In the data below, find every line with the string "keys" and pull it out.

Entries taken from a collection
+++++

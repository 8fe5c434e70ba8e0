//! Cross-process FIFO of free slot ids

use std::{
    ptr::NonNull,
    sync::{
        atomic::{AtomicU32, Ordering},
        Arc,
    },
    time::{Duration, Instant},
};

use serde::{Deserialize, Serialize};

use crate::{
    buffers::RegionAllocator,
    error::{Result, ShmPoolError},
    memory::{RegionHandle, SharedMemoryRegion},
};

use super::layout::{Cell, QueueHeader, QueueLayout, QUEUE_MAGIC, QUEUE_VERSION, SLOT_CHECKED_OUT, SLOT_FREE};

/// Identity of one buffer or record within a pool
pub type SlotId = u32;

/// Busy-wait rounds before a blocked dequeue starts sleeping
const SPIN_LIMIT: u32 = 64;
/// First and longest sleep between polls of an empty queue
const MIN_SLEEP: Duration = Duration::from_micros(10);
const MAX_SLEEP: Duration = Duration::from_millis(1);

/// Process-safe FIFO of slot ids, living in its own shared region.
///
/// Dequeue allocates a slot, enqueue frees it. A per-slot state word records
/// whether each id is in the ring or held, so an id is never queued twice.
#[derive(Debug)]
pub struct FreeListQueue {
    region: Arc<SharedMemoryRegion>,
    layout: QueueLayout,
    header: NonNull<QueueHeader>,
    cells: NonNull<Cell>,
    states: NonNull<AtomicU32>,
}

unsafe impl Send for FreeListQueue {}
unsafe impl Sync for FreeListQueue {}

/// Raw, process-independent description of a [`FreeListQueue`]
#[derive(Debug, Clone, PartialEq, Eq, Serialize, Deserialize)]
pub struct QueueHandle {
    pub region: RegionHandle,
}

impl FreeListQueue {
    /// Create an empty queue for `slot_count` ids, all held by the caller.
    ///
    /// Use [`FreeListQueue::seeded`] for the usual all-free start.
    pub fn new(slot_count: usize, allocator: &RegionAllocator) -> Result<Self> {
        let layout = QueueLayout::for_slots(slot_count)?;
        let region = allocator.region(layout.total_size, "freelist")?;
        let queue = Self::from_region(region, layout)?;

        unsafe {
            queue
                .header
                .as_ptr()
                .write(QueueHeader::new(layout.capacity as u64, slot_count as u64));
            for i in 0..layout.capacity {
                queue.cells.as_ptr().add(i).write(Cell {
                    sequence: (i as u64).into(),
                    value: 0.into(),
                });
            }
            for slot in 0..slot_count {
                queue
                    .states
                    .as_ptr()
                    .add(slot)
                    .write(AtomicU32::new(SLOT_CHECKED_OUT));
            }
        }

        log::debug!(
            "created free list '{}' for {} slots (ring capacity {})",
            queue.region.name(),
            slot_count,
            layout.capacity
        );
        Ok(queue)
    }

    /// Create a queue holding every id `0..slot_count` in order
    pub fn seeded(slot_count: usize, allocator: &RegionAllocator) -> Result<Self> {
        let queue = Self::new(slot_count, allocator)?;
        for slot in 0..slot_count {
            queue.enqueue(slot as SlotId)?;
        }
        Ok(queue)
    }

    /// Map a queue described by `handle`.
    ///
    /// # Safety
    /// Same contract as [`SharedMemoryRegion::attach`].
    pub unsafe fn attach(handle: &QueueHandle) -> Result<Self> {
        let region = Arc::new(SharedMemoryRegion::attach(&handle.region)?);
        if region.size() < std::mem::size_of::<QueueHeader>() {
            return Err(ShmPoolError::corrupt_queue(format!(
                "region '{}' is smaller than a queue header",
                region.name()
            )));
        }

        let header = &*region.as_ptr::<QueueHeader>();
        if header.magic != QUEUE_MAGIC {
            return Err(ShmPoolError::corrupt_queue("bad magic"));
        }
        if header.version != QUEUE_VERSION {
            return Err(ShmPoolError::corrupt_queue(format!(
                "version {} (expected {})",
                header.version, QUEUE_VERSION
            )));
        }
        let layout = QueueLayout::for_slots(header.slot_count as usize)?;
        if layout.capacity as u64 != header.capacity || layout.total_size > region.size() {
            return Err(ShmPoolError::corrupt_queue(format!(
                "header describes {} slots / capacity {}, region has {} bytes",
                header.slot_count,
                header.capacity,
                region.size()
            )));
        }

        let queue = Self::from_region(region, layout)?;
        log::debug!(
            "attached free list '{}' ({} slots, {} free)",
            queue.region.name(),
            layout.slot_count,
            queue.free_count()
        );
        Ok(queue)
    }

    fn from_region(region: Arc<SharedMemoryRegion>, layout: QueueLayout) -> Result<Self> {
        let base = unsafe { region.as_mut_ptr_unsafe::<u8>() };
        let base = NonNull::new(base)
            .ok_or_else(|| ShmPoolError::memory("free list mapping has a null base"))?;
        unsafe {
            Ok(Self {
                header: base.cast(),
                cells: NonNull::new_unchecked(base.as_ptr().add(layout.cells_offset)).cast(),
                states: NonNull::new_unchecked(base.as_ptr().add(layout.states_offset)).cast(),
                region,
                layout,
            })
        }
    }

    /// Handle for re-attaching this queue in another process
    pub fn handle(&self) -> QueueHandle {
        QueueHandle {
            region: self.region.handle(),
        }
    }

    /// Number of distinct ids this queue manages
    pub fn slot_count(&self) -> usize {
        self.layout.slot_count
    }

    /// Ring capacity (a power of two no smaller than the slot count)
    pub fn capacity(&self) -> usize {
        self.layout.capacity
    }

    #[inline]
    fn header(&self) -> &QueueHeader {
        unsafe { self.header.as_ref() }
    }

    #[inline]
    fn cell(&self, pos: u64) -> &Cell {
        let index = (pos as usize) & (self.layout.capacity - 1);
        unsafe { &*self.cells.as_ptr().add(index) }
    }

    #[inline]
    fn state(&self, slot: SlotId) -> &AtomicU32 {
        unsafe { &*self.states.as_ptr().add(slot as usize) }
    }

    fn check_slot(&self, slot: SlotId) -> Result<()> {
        if slot as usize >= self.layout.slot_count {
            return Err(ShmPoolError::InvalidSlot {
                slot,
                slot_count: self.layout.slot_count as u32,
            });
        }
        Ok(())
    }

    /// Return `slot` to the tail of the queue.
    ///
    /// Fails with `SlotNotCheckedOut` if the id is already free.
    pub fn enqueue(&self, slot: SlotId) -> Result<()> {
        self.check_slot(slot)?;
        let state = self.state(slot);
        state
            .compare_exchange(SLOT_CHECKED_OUT, SLOT_FREE, Ordering::AcqRel, Ordering::Acquire)
            .map_err(|_| ShmPoolError::SlotNotCheckedOut { slot })?;

        if let Err(e) = self.push(slot as u64) {
            state.store(SLOT_CHECKED_OUT, Ordering::Release);
            return Err(e);
        }
        Ok(())
    }

    fn push(&self, value: u64) -> Result<()> {
        let cursor = &self.header().enqueue.pos;
        let mut pos = cursor.load(Ordering::Relaxed);
        loop {
            let cell = self.cell(pos);
            let seq = cell.sequence.load(Ordering::Acquire);
            let diff = seq.wrapping_sub(pos) as i64;
            if diff == 0 {
                match cursor.compare_exchange_weak(
                    pos,
                    pos.wrapping_add(1),
                    Ordering::Relaxed,
                    Ordering::Relaxed,
                ) {
                    Ok(_) => {
                        cell.value.store(value, Ordering::Relaxed);
                        cell.sequence.store(pos.wrapping_add(1), Ordering::Release);
                        return Ok(());
                    }
                    Err(actual) => pos = actual,
                }
            } else if diff < 0 {
                return Err(ShmPoolError::QueueFull {
                    capacity: self.layout.capacity,
                });
            } else {
                pos = cursor.load(Ordering::Relaxed);
            }
        }
    }

    fn pop(&self) -> Option<u64> {
        let cursor = &self.header().dequeue.pos;
        let mut pos = cursor.load(Ordering::Relaxed);
        loop {
            let cell = self.cell(pos);
            let seq = cell.sequence.load(Ordering::Acquire);
            let diff = seq.wrapping_sub(pos.wrapping_add(1)) as i64;
            if diff == 0 {
                match cursor.compare_exchange_weak(
                    pos,
                    pos.wrapping_add(1),
                    Ordering::Relaxed,
                    Ordering::Relaxed,
                ) {
                    Ok(_) => {
                        let value = cell.value.load(Ordering::Relaxed);
                        cell.sequence.store(
                            pos.wrapping_add(self.layout.capacity as u64),
                            Ordering::Release,
                        );
                        return Some(value);
                    }
                    Err(actual) => pos = actual,
                }
            } else if diff < 0 {
                return None;
            } else {
                pos = cursor.load(Ordering::Relaxed);
            }
        }
    }

    /// Take the oldest free id without waiting
    pub fn try_dequeue(&self) -> Result<Option<SlotId>> {
        let Some(value) = self.pop() else {
            return Ok(None);
        };
        if value >= self.layout.slot_count as u64 {
            return Err(ShmPoolError::corrupt_queue(format!(
                "dequeued id {} outside 0..{}",
                value, self.layout.slot_count
            )));
        }
        let slot = value as SlotId;
        let previous = self.state(slot).swap(SLOT_CHECKED_OUT, Ordering::AcqRel);
        if previous != SLOT_FREE {
            log::warn!("slot {} dequeued while not marked free", slot);
        }
        Ok(Some(slot))
    }

    /// Take the oldest free id, waiting up to `timeout` (forever if `None`).
    ///
    /// On timeout nothing is removed and the queue is unchanged.
    pub fn dequeue(&self, timeout: Option<Duration>) -> Result<SlotId> {
        let start = Instant::now();
        let deadline = timeout.map(|t| start + t);
        let mut backoff = Backoff::new();

        loop {
            if let Some(slot) = self.try_dequeue()? {
                return Ok(slot);
            }
            let remaining = match deadline {
                Some(deadline) => {
                    let now = Instant::now();
                    if now >= deadline {
                        let waited = now - start;
                        log::debug!(
                            "free list '{}' still empty after {:?}",
                            self.region.name(),
                            waited
                        );
                        return Err(ShmPoolError::timeout(waited));
                    }
                    Some(deadline - now)
                }
                None => None,
            };
            backoff.wait(remaining);
        }
    }

    /// Ids currently in the queue
    pub fn free_count(&self) -> usize {
        let header = self.header();
        let tail = header.enqueue.pos.load(Ordering::Acquire);
        let head = header.dequeue.pos.load(Ordering::Acquire);
        (tail.wrapping_sub(head) as usize).min(self.layout.slot_count)
    }

    /// Ids currently held by some consumer.
    ///
    /// A consumer that died while holding a slot keeps it counted here forever.
    pub fn checked_out_count(&self) -> usize {
        (0..self.layout.slot_count as SlotId)
            .filter(|&slot| self.state(slot).load(Ordering::Acquire) == SLOT_CHECKED_OUT)
            .count()
    }

    /// Whether `slot` is currently held
    pub fn is_checked_out(&self, slot: SlotId) -> Result<bool> {
        self.check_slot(slot)?;
        Ok(self.state(slot).load(Ordering::Acquire) == SLOT_CHECKED_OUT)
    }
}

/// Spin, then sleep with doubling intervals, never past the caller's deadline
struct Backoff {
    rounds: u32,
    sleep: Duration,
}

impl Backoff {
    fn new() -> Self {
        Self {
            rounds: 0,
            sleep: MIN_SLEEP,
        }
    }

    fn wait(&mut self, remaining: Option<Duration>) {
        if self.rounds < SPIN_LIMIT {
            self.rounds += 1;
            std::hint::spin_loop();
            return;
        }
        let nap = remaining.map_or(self.sleep, |r| r.min(self.sleep));
        std::thread::sleep(nap);
        self.sleep = (self.sleep * 2).min(MAX_SLEEP);
    }
}
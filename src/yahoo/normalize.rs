//! Shared normalization of Yahoo's position-indexed JSON.
//!
//! Yahoo encodes every resource as an array whose first element holds
//! metadata and whose later elements hold named sub-resources, and every
//! collection as `{"count": n, "0": .., "1": ..}`. [`normalize`] rewrites
//! both shapes recursively into plain objects and lists.

use serde_json::{Map, Value};
use std::collections::HashSet;


/// Normalized output: named fields mapped to values or lists.
pub type DomainObject = Map<String, Value>;

const COUNT_KEY: &str = "count";

/// Shape of one node in the raw tree.
#[derive(Debug, Clone, PartialEq)]
pub enum Node<'a> {
    Scalar(&'a Value),
    /// `{"count": n, "0": .., ..}`, items in index order.
    OrderedCollection(Vec<&'a Value>),
    /// `[meta, {child: ..}, ..]` whose parts share no keys.
    MetaWithChildren(Vec<&'a DomainObject>),
    List(&'a [Value]),
    Object(&'a DomainObject),
}

pub fn classify(value: &Value) -> Node<'_> {
    match value {
        Value::Object(map) => match collection_items(map) {
            Some(items) => Node::OrderedCollection(items),
            None => Node::Object(map),
        },
        Value::Array(items) => match meta_parts(items) {
            Some(parts) => Node::MetaWithChildren(parts),
            None => Node::List(items),
        },
        scalar => Node::Scalar(scalar),
    }
}

/// Recursively rewrite collections into lists and meta arrays into objects.
pub fn normalize(value: &Value) -> Value {
    match classify(value) {
        Node::Scalar(v) => v.clone(),
        Node::OrderedCollection(items) => Value::Array(items.into_iter().map(normalize).collect()),
        Node::MetaWithChildren(parts) => {
            let mut merged = DomainObject::new();
            for part in parts {
                for (key, child) in part {
                    merged.insert(key.clone(), normalize(child));
                }
            }
            Value::Object(merged)
        }
        Node::List(items) => Value::Array(items.iter().map(normalize).collect()),
        Node::Object(map) => Value::Object(
            map.iter()
                .map(|(key, child)| (key.clone(), normalize(child)))
                .collect(),
        ),
    }
}

/// Normalize and require an object; anything else becomes an empty object.
pub fn normalize_object(value: &Value) -> DomainObject {
    match normalize(value) {
        Value::Object(map) => map,
        _ => DomainObject::new(),
    }
}

/// Items of a `count`-keyed collection, or `None` if `map` is not one.
///
/// Every key other than `count` must be a decimal index. Missing indices
/// are skipped rather than filled.
pub fn collection_items(map: &DomainObject) -> Option<Vec<&Value>> {
    let count = map.get(COUNT_KEY)?;
    let count = count
        .as_u64()
        .or_else(|| count.as_str().and_then(|s| s.parse().ok()))?;

    let mut indexed = Vec::with_capacity(map.len());
    for (key, value) in map {
        if key == COUNT_KEY {
            continue;
        }
        indexed.push((key.parse::<u64>().ok()?, value));
    }

    // Only indices present in the map and below `count`.
    indexed.retain(|(index, _)| *index < count);
    indexed.sort_by_key(|(index, _)| *index);
    Some(indexed.into_iter().map(|(_, value)| value).collect())
}

/// Flatten an array of objects (and nested arrays of objects) into its parts,
/// provided no key appears twice.
fn meta_parts(items: &[Value]) -> Option<Vec<&DomainObject>> {
    let mut parts = Vec::new();
    collect_parts(items, &mut parts)?;
    if parts.is_empty() {
        return None;
    }

    let mut seen = HashSet::new();
    for part in &parts {
        for key in part.keys() {
            if !seen.insert(key.as_str()) {
                return None;
            }
        }
    }
    Some(parts)
}

fn collect_parts<'a>(items: &'a [Value], parts: &mut Vec<&'a DomainObject>) -> Option<()> {
    for item in items {
        match item {
            Value::Object(map) if collection_items(map).is_none() => parts.push(map),
            Value::Array(inner) => collect_parts(inner, parts)?,
            _ => return None,
        }
    }
    Some(())
}

/// Unwrap resource wrappers (`{"team": ..}`) from a normalized list or a
/// single merged object. Absent values yield an empty list.
pub fn items(value: Option<&Value>, wrapper: &str) -> Vec<Value> {
    let unwrap = |v: &Value| v.get(wrapper).cloned().unwrap_or_else(|| v.clone());
    match value {
        None | Some(Value::Null) => Vec::new(),
        Some(Value::Array(list)) => list.iter().map(unwrap).collect(),
        Some(Value::Object(map)) if map.is_empty() => Vec::new(),
        Some(single) => vec![unwrap(single)],
    }
}

/// Replace `obj[key]` with its unwrapped item list (empty when missing).
pub fn list_field(obj: &mut DomainObject, key: &str, wrapper: &str) {
    let list = items(obj.get(key), wrapper);
    obj.insert(key.to_string(), Value::Array(list));
}

/// Move the fields of a nested object up into its parent.
pub fn lift(obj: &mut DomainObject, key: &str) {
    if let Some(Value::Object(inner)) = obj.remove(key) {
        for (k, v) in inner {
            obj.insert(k, v);
        }
    }
}

/// Lift every decimal-keyed child object into the parent
/// (`{"week": 3, "0": {"teams": ..}}` → `{"week": 3, "teams": ..}`).
pub fn lift_positional(obj: &mut DomainObject) {
    let positional: Vec<String> = obj
        .iter()
        .filter(|(k, v)| k.parse::<usize>().is_ok() && v.is_object())
        .map(|(k, _)| k.clone())
        .collect();
    for key in positional {
        lift(obj, &key);
    }
}
//! Unit tests for the reqwest transport

use super::*;
use reqwest::header::{HeaderValue, AUTHORIZATION, CONTENT_TYPE};
use serde_json::json;
use wiremock::{
    matchers::{body_string, header, method, path, query_param},
    Mock, MockServer, ResponseTemplate,
};

#[cfg(test)]
mod transport_tests {
    use super::*;

    #[test]
    fn test_base_url_constants() {
        assert_eq!(
            API_BASE_URL,
            "https://fantasysports.yahooapis.com/fantasy/v2"
        );
        assert_eq!(AUTH_BASE_URL, "https://api.login.yahoo.com");
    }

    #[test]
    fn test_response_helpers() {
        let ok = HttpResponse {
            status: 204,
            body: b"{}".to_vec(),
        };
        assert!(ok.is_success());
        assert_eq!(ok.body_text(), "{}");

        let unauthorized = HttpResponse {
            status: 401,
            body: Vec::new(),
        };
        assert!(!unauthorized.is_success());
    }

    #[test]
    fn test_logged_url_omits_signing_params() {
        let url = "https://fantasysports.yahooapis.com/fantasy/v2/game/nfl\
                   ?format=json&oauth_consumer_key=ck&oauth_nonce=n&oauth_signature=sig";
        let logged = url_without_query(url);
        assert_eq!(logged, "https://fantasysports.yahooapis.com/fantasy/v2/game/nfl");
        assert!(!logged.contains("oauth_signature"));

        let bare = "https://fantasysports.yahooapis.com/fantasy/v2/game/nfl";
        assert_eq!(url_without_query(bare), bare);
    }

    #[tokio::test]
    async fn test_get_returns_body_and_status() {
        let mock_server = MockServer::start().await;
        let body = json!({ "fantasy_content": { "league": [{ "league_key": "nfl.l.1" }] } });

        Mock::given(method("GET"))
            .and(path("/fantasy/v2/league/nfl.l.1/metadata"))
            .and(query_param("format", "json"))
            .and(header("authorization", "Bearer abc"))
            .respond_with(ResponseTemplate::new(200).set_body_json(&body))
            .mount(&mock_server)
            .await;

        let transport = ReqwestTransport::new(None).unwrap();
        let mut request = HttpRequest::new(
            Method::GET,
            format!(
                "{}/fantasy/v2/league/nfl.l.1/metadata?format=json",
                mock_server.uri()
            ),
        );
        request
            .headers
            .insert(AUTHORIZATION, HeaderValue::from_static("Bearer abc"));

        let response = transport.send(request).await.unwrap();
        assert_eq!(response.status, 200);
        let parsed: serde_json::Value = serde_json::from_slice(&response.body).unwrap();
        assert_eq!(parsed, body);
    }

    #[tokio::test]
    async fn test_non_success_status_is_not_an_error() {
        let mock_server = MockServer::start().await;

        Mock::given(method("GET"))
            .respond_with(ResponseTemplate::new(401).set_body_string("denied"))
            .mount(&mock_server)
            .await;

        let transport = ReqwestTransport::new(None).unwrap();
        let response = transport
            .send(HttpRequest::new(Method::GET, mock_server.uri()))
            .await
            .unwrap();

        assert_eq!(response.status, 401);
        assert_eq!(response.body_text(), "denied");
    }

    #[tokio::test]
    async fn test_post_sends_body() {
        let mock_server = MockServer::start().await;

        Mock::given(method("POST"))
            .and(path("/oauth2/get_token"))
            .and(header("content-type", "application/x-www-form-urlencoded"))
            .and(body_string("grant_type=refresh_token"))
            .respond_with(ResponseTemplate::new(200).set_body_string("ok"))
            .expect(1)
            .mount(&mock_server)
            .await;

        let transport = ReqwestTransport::new(None).unwrap();
        let mut request = HttpRequest::new(
            Method::POST,
            format!("{}/oauth2/get_token", mock_server.uri()),
        );
        request.headers.insert(
            CONTENT_TYPE,
            HeaderValue::from_static("application/x-www-form-urlencoded"),
        );
        request.body = Some("grant_type=refresh_token".to_string());

        let response = transport.send(request).await.unwrap();
        assert_eq!(response.body_text(), "ok");
    }

    #[tokio::test]
    async fn test_connection_failure_is_transport_error() {
        let transport = ReqwestTransport::new(Some(Duration::from_secs(2))).unwrap();
        // Port 1 on localhost refuses connections.
        let result = transport
            .send(HttpRequest::new(Method::GET, "http://127.0.0.1:1/"))
            .await;

        match result {
            Err(crate::YahooError::Transport(_)) => (),
            other => panic!("Expected Transport error, got {:?}", other),
        }
    }

    #[tokio::test]
    async fn test_timeout_is_transport_error() {
        let mock_server = MockServer::start().await;

        Mock::given(method("GET"))
            .respond_with(ResponseTemplate::new(200).set_delay(Duration::from_millis(500)))
            .mount(&mock_server)
            .await;

        let transport = ReqwestTransport::new(Some(Duration::from_millis(50))).unwrap();
        let result = transport
            .send(HttpRequest::new(Method::GET, mock_server.uri()))
            .await;

        assert!(matches!(result, Err(crate::YahooError::Transport(_))));
    }
}
//! OAuth1.0a HMAC-SHA1 request signing.
//!
//! Used only while no OAuth2 access token exists. The consumer secret is the
//! sole signing key (two-legged, empty token secret).

use base64::{engine::general_purpose::STANDARD, Engine};
use hmac::{Hmac, Mac};
use rand::RngCore;
use sha1::Sha1;
use std::collections::BTreeMap;
use std::time::{SystemTime, UNIX_EPOCH};

type HmacSha1 = Hmac<Sha1>;

pub const SIGNATURE_METHOD: &str = "HMAC-SHA1";
pub const OAUTH_VERSION: &str = "1.0";
pub const SIGNATURE_KEY: &str = "oauth_signature";

/// Random bytes per nonce before base64 encoding.
const NONCE_BYTES: usize = 12;

/// Ordered OAuth1.0a parameter set for one request.
#[derive(Debug, Clone, PartialEq, Eq)]
pub struct SignatureParams {
    params: BTreeMap<String, String>,
}

impl SignatureParams {
    /// Build the five `oauth_*` fields plus `format=json`.
    pub fn new(consumer_key: &str, nonce: &str, timestamp: u64) -> Self {
        let mut params = BTreeMap::new();
        params.insert("format".to_string(), "json".to_string());
        params.insert("oauth_consumer_key".to_string(), consumer_key.to_string());
        params.insert(
            "oauth_signature_method".to_string(),
            SIGNATURE_METHOD.to_string(),
        );
        params.insert("oauth_timestamp".to_string(), timestamp.to_string());
        params.insert("oauth_nonce".to_string(), nonce.to_string());
        params.insert("oauth_version".to_string(), OAUTH_VERSION.to_string());
        Self { params }
    }

    /// Parameters with a fresh nonce and the current Unix time.
    pub fn fresh(consumer_key: &str) -> Self {
        Self::new(consumer_key, &generate_nonce(), unix_timestamp())
    }

    /// Add a request parameter (e.g. an existing query pair) to the signed set.
    pub fn insert(&mut self, key: impl Into<String>, value: impl Into<String>) {
        self.params.insert(key.into(), value.into());
    }

    pub fn get(&self, key: &str) -> Option<&str> {
        self.params.get(key).map(String::as_str)
    }

    /// Compute the signature and append it as `oauth_signature`.
    pub fn sign(mut self, method: &str, url: &str, consumer_secret: &str) -> Self {
        let signature = sign(method, url, &self.params, consumer_secret);
        self.params.insert(SIGNATURE_KEY.to_string(), signature);
        self
    }

    /// Percent-encoded `k=v&...` query string of the whole set.
    pub fn to_query_string(&self) -> String {
        encode_pairs(self.params.iter().map(|(k, v)| (k.as_str(), v.as_str())))
    }
}

/// HMAC-SHA1 signature over the OAuth1.0a base string.
///
/// `url` must not carry a query string; query parameters belong in `params`.
/// Any `oauth_signature` already present in `params` is ignored.
pub fn sign(
    method: &str,
    url: &str,
    params: &BTreeMap<String, String>,
    consumer_secret: &str,
) -> String {
    let base = base_string(method, url, params);
    let key = format!("{}&", percent_encode(consumer_secret));

    let mut mac =
        HmacSha1::new_from_slice(key.as_bytes()).expect("HMAC accepts keys of any length");
    mac.update(base.as_bytes());
    STANDARD.encode(mac.finalize().into_bytes())
}

/// `METHOD&enc(url)&enc(sorted params)`.
pub fn base_string(method: &str, url: &str, params: &BTreeMap<String, String>) -> String {
    let mut encoded: Vec<(String, String)> = params
        .iter()
        .filter(|(k, _)| k.as_str() != SIGNATURE_KEY)
        .map(|(k, v)| (percent_encode(k), percent_encode(v)))
        .collect();
    encoded.sort();

    let param_string = encoded
        .iter()
        .map(|(k, v)| format!("{}={}", k, v))
        .collect::<Vec<_>>()
        .join("&");

    format!(
        "{}&{}&{}",
        method.to_ascii_uppercase(),
        percent_encode(url),
        percent_encode(&param_string)
    )
}

/// 12 random bytes, base64 encoded.
pub fn generate_nonce() -> String {
    let mut bytes = [0u8; NONCE_BYTES];
    rand::thread_rng().fill_bytes(&mut bytes);
    STANDARD.encode(bytes)
}

pub fn unix_timestamp() -> u64 {
    SystemTime::now()
        .duration_since(UNIX_EPOCH)
        .map(|d| d.as_secs())
        .unwrap_or(0)
}

/// RFC 3986 encoding: everything except `A-Z a-z 0-9 - . _ ~`.
pub fn percent_encode(value: &str) -> String {
    urlencoding::encode(value).into_owned()
}

pub(crate) fn encode_pairs<'a>(pairs: impl IntoIterator<Item = (&'a str, &'a str)>) -> String {
    pairs
        .into_iter()
        .map(|(k, v)| format!("{}={}", percent_encode(k), percent_encode(v)))
        .collect::<Vec<_>>()
        .join("&")
}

+++++

*TASK SOLUTION*
    /// `[meta, {child: ..}, ..]` whose parts share no keys.
        for key in part.keys() {
        HmacSha1::new_from_slice(key.as_bytes()).expect("HMAC accepts keys of any length");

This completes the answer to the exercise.